ID Delight

Educational design is shifting from Instructional Design, or ID, to Learning Experience Design, or LXD. That might seem subtle, but it makes a world of difference. It’s still designing toward learning outcomes (LO’s) but paying more attention to the learner’s experience. Far too many traditional courses are top-down, sage on the stage, presentation-style, and you either get it or your don’t. Think of how our shopping experiences have been transformed by Amazon.com’s “You might be interested in…” or “others also viewed…” and instant access to customer reviews and alternatives.

Image Credit: Rawia Inaim. Adapted from: https://coi.athabascau.ca/coi-model/

This shift also represents a more fundamental influence of video gaming, where user experience is everything, on education. One of the presenters in a recent webinar mentioned what he referred to as The Holy Grail of game design: cognitive flow. This is when the difficulty of a task meshes with your own skill level to reduce both anxiety and boredom. Such a state increases focus, enhances our sense of control, inhibits our self-awareness, distorts the experience of time, and imparts the experience of the task being the only necessary justification for continuing it. I’ve experienced this many times while enjoying a good game, and also in school while pursuing a fascinating topic I had just discovered. It’s lengthening the “Aha!” moment into minutes or hours, and, in college education, has the propensity to profoundly change a person’s life trajectory. I found a nice explanation of this at Gamasutra, and wanted to translate it into good learning experience design.
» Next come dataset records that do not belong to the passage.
use rusqlite::{params, Row};
use sea_query::Iden;

use crate::{
    ctx::BaseParams,
    db,
    field_set::{FieldSet, FieldSpec, Payload},
    users::UserId,
    Error, Result,
};

use super::{CreateNote, Note, NoteId};

#[derive(Iden, Clone, Copy)]
pub enum Notes {
    Table,
    Id,
    Title,
    Content,
    CreationDate,
    IsPinned,
    UserId,
}

/// Columns a PATCH may touch.
const NOTE_FIELDS: &[FieldSpec<Notes>] = &[
    FieldSpec::text(Notes::Title, &["title"]),
    FieldSpec::text(Notes::Content, &["content"]),
    FieldSpec::flag(Notes::IsPinned, &["isPinned", "is_pinned"]),
];

impl<'a> TryFrom<&Row<'a>> for Note {
    type Error = rusqlite::Error;

    fn try_from(row: &Row<'a>) -> std::result::Result<Self, Self::Error> {
        Ok(Self {
            id: row.get(0)?,
            title: row.get(1)?,
            content: row.get(2)?,
            creation_date: row.get(3)?,
            is_pinned: row.get(4)?,
            user_id: row.get(5)?,
        })
    }
}

pub async fn find_notes(user_id: UserId, BaseParams { db }: BaseParams) -> Result<Vec<Note>> {
    db.call(move |conn| {
        let notes = conn
            .prepare(
                "SELECT id, title, content, creation_date, is_pinned, user_id FROM notes WHERE user_id = ? ORDER BY id",
            )?
            .query_map(params![user_id], |row| Note::try_from(row))?
            .collect::<std::result::Result<Vec<_>, _>>()?;
        Ok(notes)
    })
    .await
    .map_err(db::Error::from)
    .map_err(Error::from)
}

pub async fn create_note(
    CreateNote {
        title,
        content,
        creation_date,
        is_pinned,
        user_id,
    }: CreateNote,
    BaseParams { db }: BaseParams,
) -> Result<Note> {
    let creation_date = creation_date.unwrap_or_else(chrono::Utc::now);
    db.call(move |conn| {
        conn.query_row(
            r#"INSERT INTO notes (title, content, creation_date, is_pinned, user_id) VALUES (?, ?, ?, ?, ?)
            RETURNING id, title, content, creation_date, is_pinned, user_id"#,
            params![title, content, creation_date, is_pinned, user_id],
            |row| Note::try_from(row),
        )
        .map_err(|e| e.into())
    })
    .await
    .map_err(db::Error::from)
    .map_err(Error::from)
}

/// Applies the qualifying fields of `payload`, then reads the row back.
pub async fn update_note(note_id: NoteId, payload: Payload, BaseParams { db }: BaseParams) -> Result<Note> {
    let fields = FieldSet::build(note_id, &payload, NOTE_FIELDS)?;

    db.call(move |conn| {
        if fields.execute(conn, Notes::Table, Notes::Id)? == 0 {
            return Err(rusqlite::Error::QueryReturnedNoRows.into());
        }

        conn.query_row(
            "SELECT id, title, content, creation_date, is_pinned, user_id FROM notes WHERE id = ?",
            params![note_id],
            |row| Note::try_from(row),
        )
        .map_err(|e| e.into())
    })
    .await
    .map_err(db::Error::from)
    .map_err(|e| e.not_found_message("Note not found"))
    .map_err(Error::from)
}

pub async fn delete_note(note_id: NoteId, BaseParams { db }: BaseParams) -> Result<()> {
    db.call(move |conn| {
        match conn.execute("DELETE FROM notes WHERE id = ?", params![note_id])? {
            0 => Err(rusqlite::Error::QueryReturnedNoRows.into()),
            _ => Ok(()),
        }
    })
    .await
    .map_err(db::Error::from)
    .map_err(|e| e.not_found_message("Note not found"))
    .map_err(Error::from)
}

#[cfg(test)]
mod tests {
    use serde_json::json;

    use super::*;
    use crate::db::init_test_db;

    async fn seed(db: &db::DB) {
        db.call(|conn| {
            conn.execute_batch(
                r#"
                INSERT INTO users (id, full_name, email, password) VALUES (1, 'Owner', 'owner@mail.com', 'x');
                INSERT INTO notes (id, title, content, creation_date, user_id) VALUES (10, 'first', 'one', '2024-01-01 00:00:00+00:00', 1);
                "#,
            )?;
            Ok(())
        })
        .await
        .unwrap();
    }

    fn payload(value: serde_json::Value) -> Payload {
        serde_json::from_value(value).unwrap()
    }

    #[tokio::test]
    async fn patch_changes_only_sent_fields() -> Result<()> {
        let db = init_test_db().await?;
        seed(&db).await;

        let note = update_note(10, payload(json!({ "is_pinned": true })), BaseParams::new(db.clone())).await?;
        assert!(note.is_pinned);
        assert_eq!(note.title, "first");
        assert_eq!(note.content, "one");

        let note = update_note(10, payload(json!({ "title": "" })), BaseParams::new(db)).await?;
        assert_eq!(note.title, "");
        assert!(note.is_pinned);
        Ok(())
    }

    #[tokio::test]
    async fn patch_is_idempotent() -> Result<()> {
        let db = init_test_db().await?;
        seed(&db).await;

        let body = json!({ "content": "two", "isPinned": true });
        let first = update_note(10, payload(body.clone()), BaseParams::new(db.clone())).await?;
        let second = update_note(10, payload(body), BaseParams::new(db)).await?;

        assert_eq!(
            serde_json::to_value(first).unwrap(),
            serde_json::to_value(second).unwrap()
        );
        Ok(())
    }

    #[tokio::test]
    async fn patch_unknown_note() -> Result<()> {
        let db = init_test_db().await?;
        let result = update_note(99, payload(json!({ "title": "x" })), BaseParams::new(db)).await;

        assert!(matches!(result, Err(Error::NotFound(message)) if message == "Note not found"));
        Ok(())
    }

    #[tokio::test]
    async fn notes_are_scoped_by_owner() -> Result<()> {
        let db = init_test_db().await?;
        seed(&db).await;

        assert_eq!(find_notes(1, BaseParams::new(db.clone())).await?.len(), 1);
        assert!(find_notes(2, BaseParams::new(db)).await?.is_empty());
        Ok(())
    }
}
To drive an equilibrium between skill and difficulty, four things must happen in the course.

  1. There must be concrete goals with manageable rules.
  2. Instructors must demand actions to achieve those goals that fit within the students’ capabilities.
  3. Students must have clear and timely feedback on performance and goal accomplishment.
  4. And extraneous distractions must be diminished to facilitate concentration.

Students must have concrete learning objectives and must understand how they are to achieve them. While we all have limits on our information processing and attentional capabilities, students these days are juggling three to five classes, many are working on the side, and striving to build new and/or maintain strong social connections. They’re expected to integrate all of this into some cohesive college career with knowledge transfer between classes and disciplines. Their ability to problem solve and make informed decisions is directly affected by information processing and attentional issues. Clearly defined LO’s with manageable course expectations are achievable, rewarding, and reinforcing to accomplish further LO’s.

Instructors and LXD’s can fix problems with LO’s and rules by thinking carefully about every aspect of the learning experience, from classroom wall decor to mobile LMS app notifications. While students are in a face-to-face class or logged into an online course shell, every element of the environment and/or interface should be geared toward the LO they’re currently working on. Blackboard has a feature, called Adaptive Release, that will hide content until certain criteria that you as the instructor specify are met. Such features or tools can be used to minimize visual stimuli. And the completion of smaller assignments leading up to larger objectives is helpful.

Courses should only demand actions that fit within a student’s capabilities. Stress and performance affect cognitive flow. IF a student is incapable of performing what you consider are basic college-level tasks, get them help ASAP!

(This was composed some time back, probably years ago, and languished as a draft on the EdTech @ OWU blog since then, without being published, until now.)